- [What is required]
Once you have read the listing, retype all of it exactly.

%%

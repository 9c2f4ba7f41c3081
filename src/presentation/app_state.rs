// Application state for HTTP handlers
use crate::application::dashboard_service::DashboardService;
use crate::application::streaming_service::StreamingDashboardService;
use std::sync::Arc;

#[derive(Clone)]
pub struct AppState {
    pub dashboard: Arc<DashboardService>,
    pub streaming_service: StreamingDashboardService,
}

%%

- [Solution]
repository 9c2f4ba7f41c3081
filename src/presentation/app_state.rs
// Application state for HTTP handlers
use crate::application::dashboard_service::DashboardService;
use crate::application::streaming_service::StreamingDashboardService;
use std::sync::Arc;

#[derive(Clone)]
pub struct AppState {
    pub dashboard: Arc<DashboardService>,
    pub streaming_service: StreamingDashboardService,
}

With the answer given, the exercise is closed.